A deposit involving disclosure
To obtain a patent, the inventor must file a dossier including a full description of the invention, claims (the protected elements), an abstract, and possibly drawings. This file is published, generally 18 months after filing, making the invention accessible to all. This transparency is the counterpart of the exclusive right granted by the patent.
So you can't patent an invention and keep it secret at the same time. A patent requires detailed disclosure, which will eventually be made public.
The dangers of disclosing too early: a risk to patentability
The absolute novelty rule
In European law, the criterion of novelty is very strict. Any disclosure, even by the inventor himself, before the patent is filed, is an obstacle to its grant. This means that :
- One publication,
- A demonstration at a trade show,
- A discussion with no confidentiality clause,
- A post on social networks,
can be enough to destroy novelty, and therefore the possibility of protecting the invention by patent.
Rare exceptions
In principle, any disclosure of an invention prior to the filing of a patent application precludes its protection, since this would result in the loss of the novelty criterion. However, two exceptions provided for by the European Patent Convention (Article 55 EPC) and the French Intellectual Property Code (Article L.611-13 CPI) enable patentability to be preserved in exceptional cases.
The first concerns disclosures resulting from clear abuse of the applicant's rights, such as breach of a confidentiality agreement, information leakage or data theft.
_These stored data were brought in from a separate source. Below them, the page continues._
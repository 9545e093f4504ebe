//! Raw label to waste category mapping.
//!
//! The table is loaded once at startup, either from a JSON file or from the
//! TACO taxonomy embedded in this crate, and never mutated afterwards.
//! Lookups normalize the raw label first so `"Plastic bottle"`,
//! `"plastic-bottle"` and `plastic_bottle` all hit the same row.

use std::collections::{BTreeMap, BTreeSet, HashMap};
use std::path::Path;

use mpp_models::{CategoryEntry, Severity, UNKNOWN_CATEGORY};
use serde::Deserialize;
use tracing::info;

use crate::error::{VisionError, VisionResult};

/// Default category table: the 60 TACO litter classes grouped into the
/// canonical categories shown on the dashboard.
pub const EMBEDDED_CATEGORY_TABLE: &str = include_str!("../data/taco_categories.json");

#[derive(Debug, Deserialize)]
#[serde(deny_unknown_fields)]
struct CategoryTableFile {
    version: String,
    categories: BTreeMap<String, CategoryGroup>,
    labels: Vec<LabelRow>,
}

#[derive(Debug, Deserialize)]
#[serde(deny_unknown_fields)]
struct CategoryGroup {
    name: String,
    #[serde(default)]
    name_fr: Option<String>,
    #[serde(default)]
    severity: Option<Severity>,
    #[serde(default)]
    icon: Option<String>,
}

#[derive(Debug, Deserialize)]
#[serde(deny_unknown_fields)]
struct LabelRow {
    label: String,
    category: String,
    name: String,
    #[serde(default)]
    name_fr: Option<String>,
    #[serde(default)]
    severity: Option<Severity>,
    #[serde(default)]
    icon: Option<String>,
}

/// Normalize a raw label into a table key.
///
/// Lowercases, collapses every run of non-alphanumeric characters into a
/// single `_` and strips leading/trailing separators.
pub fn normalize_label(raw: &str) -> String {
    let mut key = String::with_capacity(raw.len());
    let mut pending_separator = false;

    for c in raw.chars() {
        if c.is_alphanumeric() {
            if pending_separator && !key.is_empty() {
                key.push('_');
            }
            pending_separator = false;
            key.extend(c.to_lowercase());
        } else {
            pending_separator = true;
        }
    }

    key
}

/// Immutable raw label -> category table.
#[derive(Debug, Clone)]
pub struct CategoryMapper {
    version: String,
    entries: HashMap<String, CategoryEntry>,
    unknown: CategoryEntry,
}

impl CategoryMapper {
    /// Load from a JSON file, or the embedded table when `path` is `None`.
    pub fn load(path: Option<&Path>) -> VisionResult<Self> {
        match path {
            Some(path) => Self::from_path(path),
            None => Self::embedded(),
        }
    }

    /// Load the table shipped with the crate.
    pub fn embedded() -> VisionResult<Self> {
        let mapper = Self::from_json_str(EMBEDDED_CATEGORY_TABLE)?;
        info!(
            version = %mapper.version,
            labels = mapper.len(),
            "Loaded embedded category table"
        );
        Ok(mapper)
    }

    /// Load a table from a JSON file.
    pub fn from_path(path: &Path) -> VisionResult<Self> {
        let contents = std::fs::read_to_string(path).map_err(|e| {
            VisionError::category_table(format!("Failed to read {}: {}", path.display(), e))
        })?;
        let mapper = Self::from_json_str(&contents)?;
        info!(
            path = %path.display(),
            version = %mapper.version,
            labels = mapper.len(),
            "Loaded category table"
        );
        Ok(mapper)
    }

    /// Parse and validate a table.
    pub fn from_json_str(json: &str) -> VisionResult<Self> {
        let file: CategoryTableFile = serde_json::from_str(json)
            .map_err(|e| VisionError::category_table(format!("Malformed category table: {}", e)))?;

        if file.version.trim().is_empty() {
            return Err(VisionError::category_table("Category table has no version"));
        }
        if file.labels.is_empty() {
            return Err(VisionError::category_table("Category table has no labels"));
        }

        for (id, group) in &file.categories {
            if id.trim().is_empty() {
                return Err(VisionError::category_table("Empty category identifier"));
            }
            if id == UNKNOWN_CATEGORY {
                return Err(VisionError::category_table(format!(
                    "Category identifier {} is reserved",
                    UNKNOWN_CATEGORY
                )));
            }
            if group.name.trim().is_empty() {
                return Err(VisionError::category_table(format!(
                    "Category {} has an empty name",
                    id
                )));
            }
        }

        let mut entries = HashMap::with_capacity(file.labels.len());
        for row in file.labels {
            let key = normalize_label(&row.label);
            if key.is_empty() {
                return Err(VisionError::category_table(format!(
                    "Label {:?} is empty after normalization",
                    row.label
                )));
            }
            if row.name.trim().is_empty() {
                return Err(VisionError::category_table(format!(
                    "Label {} has an empty name",
                    key
                )));
            }

            let group = file.categories.get(&row.category).ok_or_else(|| {
                VisionError::category_table(format!(
                    "Label {} refers to undefined category {}",
                    key, row.category
                ))
            })?;

            let entry = CategoryEntry {
                label: key.clone(),
                category: row.category,
                category_name: group.name.clone(),
                category_name_fr: group.name_fr.clone(),
                name: row.name,
                name_fr: row.name_fr,
                severity: row.severity.or(group.severity),
                icon: row.icon.or_else(|| group.icon.clone()),
            };

            if entries.insert(key.clone(), entry).is_some() {
                return Err(VisionError::category_table(format!(
                    "Duplicate label {}",
                    key
                )));
            }
        }

        Ok(Self {
            version: file.version,
            entries,
            unknown: CategoryEntry::unknown(),
        })
    }

    /// Resolve a raw label, falling back to the "unknown" sentinel.
    pub fn resolve(&self, raw_label: &str) -> &CategoryEntry {
        self.lookup(raw_label).unwrap_or(&self.unknown)
    }

    /// Resolve a raw label, `None` when it is not in the table.
    pub fn lookup(&self, raw_label: &str) -> Option<&CategoryEntry> {
        self.entries.get(&normalize_label(raw_label))
    }

    /// All entries sorted by label.
    pub fn entries(&self) -> Vec<&CategoryEntry> {
        let mut entries: Vec<_> = self.entries.values().collect();
        entries.sort_by(|a, b| a.label.cmp(&b.label));
        entries
    }

    /// Distinct canonical category identifiers, sorted.
    pub fn categories(&self) -> Vec<&str> {
        self.entries
            .values()
            .map(|e| e.category.as_str())
            .collect::<BTreeSet<_>>()
            .into_iter()
            .collect()
    }

    pub fn version(&self) -> &str {
        &self.version
    }

    pub fn len(&self) -> usize {
        self.entries.len()
    }

    pub fn is_empty(&self) -> bool {
        self.entries.is_empty()
    }
}

#[cfg(test)]
mod tests {
    use super::*;
    use std::io::Write;

    const SMALL_TABLE: &str = r#"{
        "version": "test-1",
        "categories": {
            "PLASTIC": { "name": "Plastic", "name_fr": "Plastique", "severity": "high", "icon": "plastic" },
            "METAL": { "name": "Metal" }
        },
        "labels": [
            { "label": "plastic_bottle", "category": "PLASTIC", "name": "Plastic bottle" },
            { "label": "Drink can", "category": "METAL", "name": "Drink can", "severity": "low" }
        ]
    }"#;

    #[test]
    fn test_normalize_label() {
        assert_eq!(normalize_label("Plastic bottle"), "plastic_bottle");
        assert_eq!(normalize_label("  Rope & strings "), "rope_strings");
        assert_eq!(normalize_label("Single-use carrier bag"), "single_use_carrier_bag");
        assert_eq!(normalize_label("plastic_bottle"), "plastic_bottle");
        assert_eq!(normalize_label("__"), "");
        assert_eq!(normalize_label("Verre brisé"), "verre_brisé");
    }

    #[test]
    fn test_resolve_known_label() {
        let mapper = CategoryMapper::from_json_str(SMALL_TABLE).unwrap();
        let entry = mapper.resolve("plastic_bottle");
        assert_eq!(entry.label, "plastic_bottle");
        assert_eq!(entry.category, "PLASTIC");
        assert_eq!(entry.category_name_fr.as_deref(), Some("Plastique"));
        // Inherited from the category group
        assert_eq!(entry.severity, Some(Severity::High));
        assert_eq!(entry.icon.as_deref(), Some("plastic"));
    }

    #[test]
    fn test_resolve_normalizes_input() {
        let mapper = CategoryMapper::from_json_str(SMALL_TABLE).unwrap();
        assert_eq!(mapper.resolve("Plastic Bottle").category, "PLASTIC");
        assert_eq!(mapper.resolve("drink-can").category, "METAL");
        // Row-level severity overrides the group
        assert_eq!(mapper.resolve("drink_can").severity, Some(Severity::Low));
    }

    #[test]
    fn test_unknown_label_returns_sentinel() {
        let mapper = CategoryMapper::from_json_str(SMALL_TABLE).unwrap();
        for label in ["mystery_object", "", "   ", "🦆"] {
            let entry = mapper.resolve(label);
            assert!(entry.is_unknown());
            assert_eq!(entry.category, UNKNOWN_CATEGORY);
        }
        assert!(mapper.lookup("mystery_object").is_none());
    }

    #[test]
    fn test_every_table_label_resolves_to_itself() {
        let mapper = CategoryMapper::embedded().unwrap();
        for entry in mapper.entries() {
            let resolved = mapper.resolve(&entry.label);
            assert_eq!(resolved.label, entry.label);
            assert!(!resolved.name.is_empty());
            assert!(!resolved.category_name.is_empty());
            assert!(!resolved.is_unknown());
        }
    }

    #[test]
    fn test_embedded_table() {
        let mapper = CategoryMapper::embedded().unwrap();
        assert_eq!(mapper.len(), 61);
        assert_eq!(mapper.resolve("plastic_bottle").category, "PLASTIC");
        assert_eq!(mapper.resolve("Cigarette").category, "CIGARETTE");
        assert_eq!(mapper.resolve("Rope & strings").category, "OTHER");
        assert!(mapper.categories().contains(&"GLASS"));
        assert!(!mapper.categories().contains(&UNKNOWN_CATEGORY));
    }

    #[test]
    fn test_embedded_table_covers_model_labels() {
        let labels = include_str!("../../../models/detection/labels.txt");
        let mapper = CategoryMapper::embedded().unwrap();
        for label in labels.lines().filter(|l| !l.trim().is_empty()) {
            assert!(mapper.lookup(label).is_some(), "unmapped label {}", label);
        }
    }

    #[test]
    fn test_rejects_duplicate_labels_after_normalization() {
        let json = r#"{
            "version": "dup",
            "categories": { "PLASTIC": { "name": "Plastic" } },
            "labels": [
                { "label": "plastic_bottle", "category": "PLASTIC", "name": "A" },
                { "label": "Plastic Bottle", "category": "PLASTIC", "name": "B" }
            ]
        }"#;
        let err = CategoryMapper::from_json_str(json).unwrap_err();
        assert!(matches!(err, VisionError::CategoryTableUnavailable(_)));
        assert!(err.to_string().contains("Duplicate"));
    }

    #[test]
    fn test_rejects_undefined_category() {
        let json = r#"{
            "version": "x",
            "categories": { "PLASTIC": { "name": "Plastic" } },
            "labels": [ { "label": "can", "category": "METAL", "name": "Can" } ]
        }"#;
        assert!(CategoryMapper::from_json_str(json).is_err());
    }

    #[test]
    fn test_rejects_empty_names_and_tables() {
        let empty_group_name = r#"{
            "version": "x",
            "categories": { "PLASTIC": { "name": " " } },
            "labels": [ { "label": "bottle", "category": "PLASTIC", "name": "Bottle" } ]
        }"#;
        assert!(CategoryMapper::from_json_str(empty_group_name).is_err());

        let empty_label_name = r#"{
            "version": "x",
            "categories": { "PLASTIC": { "name": "Plastic" } },
            "labels": [ { "label": "bottle", "category": "PLASTIC", "name": "" } ]
        }"#;
        assert!(CategoryMapper::from_json_str(empty_label_name).is_err());

        let no_labels = r#"{ "version": "x", "categories": {}, "labels": [] }"#;
        assert!(CategoryMapper::from_json_str(no_labels).is_err());

        let reserved = r#"{
            "version": "x",
            "categories": { "UNKNOWN": { "name": "Unknown" } },
            "labels": [ { "label": "thing", "category": "UNKNOWN", "name": "Thing" } ]
        }"#;
        assert!(CategoryMapper::from_json_str(reserved).is_err());
    }

    #[test]
    fn test_rejects_malformed_json() {
        let err = CategoryMapper::from_json_str("{ not json").unwrap_err();
        assert!(matches!(err, VisionError::CategoryTableUnavailable(_)));

        let unknown_field = r#"{ "version": "x", "categories": {}, "labels": [], "extra": 1 }"#;
        assert!(CategoryMapper::from_json_str(unknown_field).is_err());
    }

    #[test]
    fn test_load_from_path() {
        let mut file = tempfile::NamedTempFile::new().unwrap();
        file.write_all(SMALL_TABLE.as_bytes()).unwrap();

        let mapper = CategoryMapper::load(Some(file.path())).unwrap();
        assert_eq!(mapper.version(), "test-1");
        assert_eq!(mapper.len(), 2);

        let missing = CategoryMapper::load(Some(Path::new("/nonexistent/table.json")));
        assert!(matches!(
            missing.unwrap_err(),
            VisionError::CategoryTableUnavailable(_)
        ));
    }
}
In such cases, the inventor can still file his patent application, provided he does so within six months of the disclosure.
The second exception concerns disclosures made in the context of a recognized international exhibition, on condition that this is declared at the time of filing and that a certificate issued by the organizers is provided. Here again, a maximum period of six months applies.
These exceptions are strict and difficult to invoke, since they require concrete proof and strict adherence to deadlines. They should not be seen as an implicit authorization to communicate about one's invention before filing. In practice, the rule remains simple: as long as the patent has not been filed, no disclosure should take place without a secure legal framework.
Best practices
Before talking about your invention to a third party (investor, partner, service provider), remember to have a confidentiality agreement (NDA) signed. Above all, register your patent before any public communication. Once filed, you are free to disclose your invention : your rights are fixed at the date of filing.
Secrecy : an alternative to patenting
A strategic choice
In contrast to patent, secrecy protection is based on non-disclosure of the invention. It requires no filing, no formalities, and no cost. It can last indefinitely, as long as the secret is kept.
The secret is particularly suitable for :
- Manufacturing processes invisible to the end customer (recipes, algorithms, in-house methods),
- Inventions with a short useful life,
- Situations where patenting would be too costly or unprofitable.
The limits of secrecy
But this form of protection also has serious limits :
- It confers no exclusive rights : if a competitor discovers the same invention through his or her own research, you have no recourse;
- It is fragile : an internal leak or negligence can lead to a permanent loss of secrecy ;
- It offers no visibility or official recognition of innovation.
In court, it is difficult to act without solid proof of the breach of secrecy. This is why secrecy relies on robust contractual mechanisms (confidentiality clauses, internal policies, IT security).
First patent, then communication
In short, you can't obtain a patent while keeping your invention secret. The patent system is based on a balance between public disclosure and legal protection. Keeping an invention secret and protecting it at the same time with a patent is therefore incompatible.
But that doesn't mean you always have to disclose everything: as long as you haven't filed, discretion is essential. Each situation deserves a strategic analysis, based on your objectives, the nature of the invention and your ability to guarantee confidentiality.